PEOPLE OF THE PHILIPPINES, PLAINTIFF-APPELLEE, VS. RENATO SAMSON Y COREA, ACCUSED-APPELLANT.

D E C I S I O N

SANDOVAL-GUTIERREZ, J.:

Automatic review of the Decision dated February 27, 1996 of the Regional Trial Court, Branch 258, Parañaque City, in Criminal Case No. 94-0720 (94-5890), finding Renato C. Samson guilty of murder and sentencing him to suffer the penalty of death.

The Information[1] against accused Renato C. Samson reads:
“That on or about the 28th day of August 1994 in the Municipality of Parañaque, Metro Manila, Philippines, and within the jurisdiction of this Honorable Court, the above-named accused, with intent to kill and with treachery and with evident premeditation did then and there willfully, unlawfully and feloniously kill one Sol Homicillada y Batilo by then and there shooting the latter with a gun, thereby inflicting upon said Sol Homicillada y Batilo mortal wounds which were the direct and immediate cause of his death.

CONTRARY TO LAW.”
On November 24, 1994, the accused, upon arraignment, pleaded "not guilty."[2] During the trial, the prosecution presented five (5) witnesses, namely: John Dexter Tuazon Daylag, SPO1 Patrocinio Dantes, Dr. Artenio Vertido, Ireneo Ordeano and Enrico Homicillada, the victim's brother, who testified on the civil aspect of the crime.

John Dexter Tuazon Daylag ("John") is the prosecution's principal witness.   He is 19 years old and a resident of N. De Leon Street, La Huerta, Parañaque City.   Sol Homicillada, the victim, is a resident of P. Dandan Street which is within the vicinity of La Huerta, Parañaque City.   John and Sol were close friends.   They would often meet during nighttime at N. De Leon Street.   In the evening of August 27, 1994, at around 8:00 o'clock, John left his house and played guitar with his friends at N. De Leon Street.   At 9:00 o'clock that same night, Sol arrived and joined the group.

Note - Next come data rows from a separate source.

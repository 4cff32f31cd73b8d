//! Plain game objects: the bird and the pipe pairs it flies through.

use crate::config::Tuning;

/// Which bird sprite the renderer should use.
#[derive(Debug, Clone, Copy, PartialEq, Eq)]
pub enum Pose {
    Rising,
    Falling,
}

#[derive(Debug, Clone, PartialEq, Eq)]
pub struct Player {
    pub x: i32,
    /// Unbounded; leaving the bottom of the screen wraps back to the top.
    pub y: i32,
    pub width: i32,
    pub height: i32,
    pub pose: Pose,
}

impl Player {
    pub fn new(tuning: &Tuning) -> Self {
        Self {
            x: tuning.player_x,
            y: tuning.player_y,
            width: tuning.player_width,
            height: tuning.player_height,
            pose: Pose::Falling,
        }
    }

    pub fn right(&self) -> i32 {
        self.x + self.width
    }

    pub fn bottom(&self) -> i32 {
        self.y + self.height
    }
}

/// One pipe pair occupying a single horizontal slot.
///
/// The upper barrier spans `offset - margin_top .. offset - margin_top + height`
/// and the lower barrier starts at `offset + margin_bottom`.
#[derive(Debug, Clone, PartialEq, Eq)]
pub struct Obstacle {
    pub x: i32,
    pub width: i32,
    pub height: i32,
    pub offset: i32,
    pub margin_top: i32,
    pub margin_bottom: i32,
    /// Already scored, or already hit, on this pass.
    pub touched: bool,
}

impl Obstacle {
    pub fn new(x: i32, offset: i32, tuning: &Tuning) -> Self {
        Self {
            x,
            width: tuning.obstacle_width,
            height: tuning.obstacle_height,
            offset,
            margin_top: tuning.margin_top,
            margin_bottom: tuning.margin_bottom,
            touched: false,
        }
    }

    pub fn right(&self) -> i32 {
        self.x + self.width
    }

    /// Bottom edge of the upper barrier.
    pub fn upper_edge(&self) -> i32 {
        self.offset - self.margin_top + self.height
    }

    /// Top edge of the lower barrier.
    pub fn lower_edge(&self) -> i32 {
        self.offset + self.margin_bottom
    }

    /// Screen row where the upper barrier sprite is drawn.
    pub fn upper_top(&self) -> i32 {
        self.offset - self.margin_top
    }

    /// Reuse this slot for a new pass.
    pub fn recycle(&mut self, x: i32, offset: i32) {
        self.x = x;
        self.offset = offset;
        self.touched = false;
    }
}
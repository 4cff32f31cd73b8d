//! Drawing: sprites composed into a 320x200 frame, then scaled onto the
//! terminal with half-block characters.

mod font;
mod frame;
mod sprite;

pub use frame::{Frame, Screen};
pub use sprite::{BlitMode, Flip, KEY_COLOR, Sprite, SpriteSet};

use crate::session::{Session, State};
use crossterm::style::Color as CColor;

// ── Colors ──────────────────────────────────────────────────────────────────

#[derive(Debug, Clone, Copy, PartialEq, Eq)]
pub struct Rgb(pub u8, pub u8, pub u8);

impl Rgb {
    const fn lerp(a: Rgb, b: Rgb, t_256: u16) -> Rgb {
        let t = t_256 as i32;
        Rgb(
            (a.0 as i32 + (b.0 as i32 - a.0 as i32) * t / 256) as u8,
            (a.1 as i32 + (b.1 as i32 - a.1 as i32) * t / 256) as u8,
            (a.2 as i32 + (b.2 as i32 - a.2 as i32) * t / 256) as u8,
        )
    }
}

impl From<Rgb> for CColor {
    fn from(c: Rgb) -> Self {
        CColor::Rgb {
            r: c.0,
            g: c.1,
            b: c.2,
        }
    }
}

const SKY_TOP: Rgb = Rgb(70, 180, 200);
const SKY_BOT: Rgb = Rgb(190, 232, 245);
const GRASS: Rgb = Rgb(84, 168, 55);
const GRASS_LIGHT: Rgb = Rgb(110, 200, 70);
const DIRT: Rgb = Rgb(210, 185, 110);
const DIRT_DARK: Rgb = Rgb(185, 160, 90);
const PIPE_L: Rgb = Rgb(74, 122, 26);
const PIPE_M: Rgb = Rgb(100, 170, 40);
const PIPE_R: Rgb = Rgb(115, 191, 46);
const PIPE_HI: Rgb = Rgb(145, 215, 62);
const CAP_DARK: Rgb = Rgb(60, 100, 20);
const BIRD_Y: Rgb = Rgb(245, 200, 66);
const BIRD_HI: Rgb = Rgb(255, 225, 100);
const BIRD_WING: Rgb = Rgb(215, 165, 35);
const BIRD_EYE: Rgb = Rgb(255, 255, 255);
const BIRD_PUPIL: Rgb = Rgb(20, 20, 20);
const BIRD_BEAK: Rgb = Rgb(225, 75, 35);
const BIRD_BEAK_HI: Rgb = Rgb(240, 110, 50);
const HILL_FAR: Rgb = Rgb(120, 195, 75);
const HILL_NEAR: Rgb = Rgb(95, 175, 55);
const WHITE: Rgb = Rgb(255, 255, 255);
const SHADOW: Rgb = Rgb(30, 30, 30);

pub const SCORE_POS: (i32, i32) = (30, 20);
pub const GAME_OVER_POS: (i32, i32) = (124, 50);

// ── Scene ───────────────────────────────────────────────────────────────────

/// Compose the current session into `frame`.
pub fn draw_scene(frame: &mut Frame, session: &Session, sprites: &SpriteSet) {
    // Two copies of the tile side by side fake an endless scroll.
    let bg_x = session.backdrop.pos;
    let bg_w = session.tuning().background_width;
    frame.blit(&sprites.background, bg_x, 0, BlitMode::Normal);
    frame.blit(&sprites.background, bg_x + bg_w, 0, BlitMode::Normal);

    for o in session.pool.iter() {
        frame.blit(&sprites.pipe_lower, o.x, o.lower_edge(), BlitMode::Normal);
        frame.blit(&sprites.pipe_upper, o.x, o.upper_top(), BlitMode::Normal);
    }

    let player = &session.player;
    frame.blit(sprites.bird(player.pose), player.x, player.y, BlitMode::Xray);

    let (sx, sy) = SCORE_POS;
    frame.text(sx, sy, &format!("SCORE : {}", session.score), WHITE);

    if session.state() == State::GameOver {
        let (gx, gy) = GAME_OVER_POS;
        frame.text(gx, gy, "GAME OVER !", WHITE);
    }
}

#[cfg(test)]
mod tests {
    use super::*;
    use crate::config::Tuning;

    fn scene(session: &Session) -> Frame {
        let t = session.tuning();
        let sprites = SpriteSet::builtin(t);
        let mut frame = Frame::new(t.screen_width as usize, t.screen_height as usize);
        draw_scene(&mut frame, session, &sprites);
        frame
    }

    fn count(frame: &Frame, c: Rgb) -> usize {
        (0..frame.height())
            .flat_map(|y| (0..frame.width()).map(move |x| (x, y)))
            .filter(|&(x, y)| frame.get(x, y) == c)
            .count()
    }

    #[test]
    fn test_bird_drawn_without_key_color() {
        let session = Session::new(Tuning::default(), Some(1));
        let frame = scene(&session);
        assert_eq!(count(&frame, KEY_COLOR), 0);
        // Body color appears at the bird's position.
        let found = (100..129).any(|x| (41..64).any(|y| frame.get(x, y) == BIRD_Y));
        assert!(found);
    }

    #[test]
    fn test_game_over_banner_only_when_over() {
        let mut session = Session::new(Tuning::default(), Some(1));
        let playing = scene(&session);
        session.over = 1;
        let over = scene(&session);

        let (gx, gy) = GAME_OVER_POS;
        let banner = |f: &Frame| {
            (gx as usize..gx as usize + 88)
                .any(|x| (gy as usize..gy as usize + 10).any(|y| f.get(x, y) == WHITE))
        };
        assert!(!banner(&playing));
        assert!(banner(&over));
    }

    #[test]
    fn test_pipes_follow_obstacles() {
        let mut session = Session::new(Tuning::default(), Some(1));
        let o = session.pool.get_mut(0).unwrap();
        o.x = 200;
        o.offset = 50;
        let frame = scene(&session);
        // Lower cap top edge and upper cap bottom edge.
        assert_eq!(frame.get(220, 130), CAP_DARK);
        assert_eq!(frame.get(220, 44), CAP_DARK);
    }
}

At around 12:00 o'clock midnight, he and John left in order to play darts at the corner of De Leon and Dandan streets.   They were able to play darts at 3:00 o'clock in the morning of August 28, 1994, at which time two persons suddenly arrived from behind and fired two (2) gun shots at them. Luckily, they were not hit.   Sol tried to run towards N. De Leon Street and in the process, he "shoved" John, causing him to bump against one of the gunmen.    That gunman then pointed a gun at Sol.   The other gunman fired at Sol hitting him at the left side of his back which caused him to fall to the ground.  The man who had just hit Sol then passed by John's side, approached Sol and, at close range, fired three (3) to four (4) more shots at his head.

John identified the person who passed by him and fired successive shots at Sol as Renato C. Samson, accused herein, then a Barangay Tanod in their place – La Huerta, Parañaque.  At that time, he had a blue scarf on his head and was wearing a white T-shirt and a green short.  While passing by John's side, the scarf was blown away.   John saw his face because of the light coming from a nearby flourescent lamp.   The accused's companion was Marcelo Aniag, also a Barangay Tanod in La Huerta.  Both were armed with a caliber .38 gun.

After the shooting incident, the accused and Aniag went away. John, out of fear, went to the house of Jhun Orjales. Eventually, he proceeded to Camp Ricardo Papa in Taguig, Bicutan where he executed a sworn statement.[3]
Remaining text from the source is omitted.